(Dataset entries)
((

// Application layer: loads an account's ledger, applies one operation,
// and writes the ledger back.

pub mod error;
pub mod service;

pub use error::*;
pub use service::*;
use thiserror::Error;

use super::Timestamp;

pub type Result<T> = std::result::Result<T, LedgerError>;

#[derive(Error, Debug, Clone, PartialEq)]
pub enum LedgerError {
    #[error("Measure {0} doesn't exist")]
    MeasureUnknown(String),

    #[error("Measure {measure} usage has been exhausted (requested {requested})")]
    MeasureExhausted { measure: String, requested: u32 },

    #[error("New period {requested} must be greater than the latest period {latest}")]
    InvalidPeriod { requested: Timestamp, latest: Timestamp },

    #[error("Validation failed: {0}")]
    ValidationFailed(String),
}
//! Text encoding of a ledger for storage in a single column.

use thiserror::Error;

use crate::domain::{Ledger, LedgerError, LedgerSnapshot};

#[derive(Error, Debug)]
pub enum CodecError {
    #[error("Malformed usage JSON: {0}")]
    Malformed(#[from] serde_json::Error),

    #[error("Invalid usage data: {0}")]
    Invalid(#[from] LedgerError),
}

/// Encode a ledger into its JSON transport form.
pub fn encode(ledger: &Ledger) -> Result<String, CodecError> {
    Ok(serde_json::to_string(&ledger.to_snapshot())?)
}

/// Decode a stored column. A missing, empty or `null` value is an empty ledger.
pub fn decode(raw: Option<&str>) -> Result<Ledger, CodecError> {
    let raw = match raw.map(str::trim) {
        None | Some("") => return Ok(Ledger::default()),
        Some(raw) => raw,
    };

    let snapshot: Option<LedgerSnapshot> = serde_json::from_str(raw)?;
    Ok(Ledger::from_snapshot(snapshot.unwrap_or_default())?)
}
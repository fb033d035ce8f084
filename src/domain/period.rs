use serde::{Deserialize, Serialize};

use super::Timestamp;

/// How a caller restricts a read to a slice of time.
#[derive(Debug, Clone, Copy, PartialEq, Eq, Serialize, Deserialize)]
#[serde(rename_all = "lowercase")]
pub enum Period {
    /// Window ends at the given instant; its start is resolved from the measure type.
    Until(Timestamp),
    /// Explicit window, both ends inclusive. Type based resolution is skipped.
    Between(Timestamp, Timestamp),
}

/// Inclusive `[start, end]` range of timestamps over which entries are summed.
#[derive(Debug, Clone, Copy, PartialEq, Eq, Serialize, Deserialize)]
pub struct Window {
    pub start: Timestamp,
    pub end: Timestamp,
}

impl Window {
    pub fn new(start: Timestamp, end: Timestamp) -> Self {
        Self { start, end }
    }

    pub fn contains(&self, ts: Timestamp) -> bool {
        self.start <= ts && ts <= self.end
    }

    /// Resolve an optional caller period into a concrete window.
    pub fn resolve(period: Option<Period>, default_start: Timestamp, now: Timestamp) -> Self {
        match period {
            Some(Period::Between(start, end)) => Self::new(start, end),
            Some(Period::Until(end)) => Self::new(default_start, end),
            None => Self::new(default_start, now),
        }
    }
}
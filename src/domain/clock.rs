use chrono::{DateTime, Utc};

/// Seconds since the unix epoch. Every timestamp the ledger stores uses this unit.
pub type Timestamp = i64;

/// Source of "now" for the ledger.
pub trait Clock: Send + Sync {
    fn now(&self) -> DateTime<Utc>;

    fn now_ts(&self) -> Timestamp {
        self.now().timestamp()
    }
}

#[derive(Debug, Clone, Copy, Default)]
pub struct SystemClock;

impl Clock for SystemClock {
    fn now(&self) -> DateTime<Utc> {
        Utc::now()
    }
}

/// A clock frozen at a given instant. Used by tests and replays.
#[derive(Debug, Clone, Copy)]
pub struct FixedClock(pub DateTime<Utc>);

impl FixedClock {
    pub fn at(ts: Timestamp) -> Self {
        Self(DateTime::from_timestamp(ts, 0).unwrap_or_default())
    }
}

impl Clock for FixedClock {
    fn now(&self) -> DateTime<Utc> {
        self.0
    }
}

))

### WHAT NEEDS TO BE DONE
Track down every line in the entries that includes the string "LedgerError", and copy it.

### OUTPUT OF THE TASK
pub type Result<T> = std::result::Result<T, LedgerError>;
pub enum LedgerError {
use crate::domain::{Ledger, LedgerError, LedgerSnapshot};
    Invalid(#[from] LedgerError),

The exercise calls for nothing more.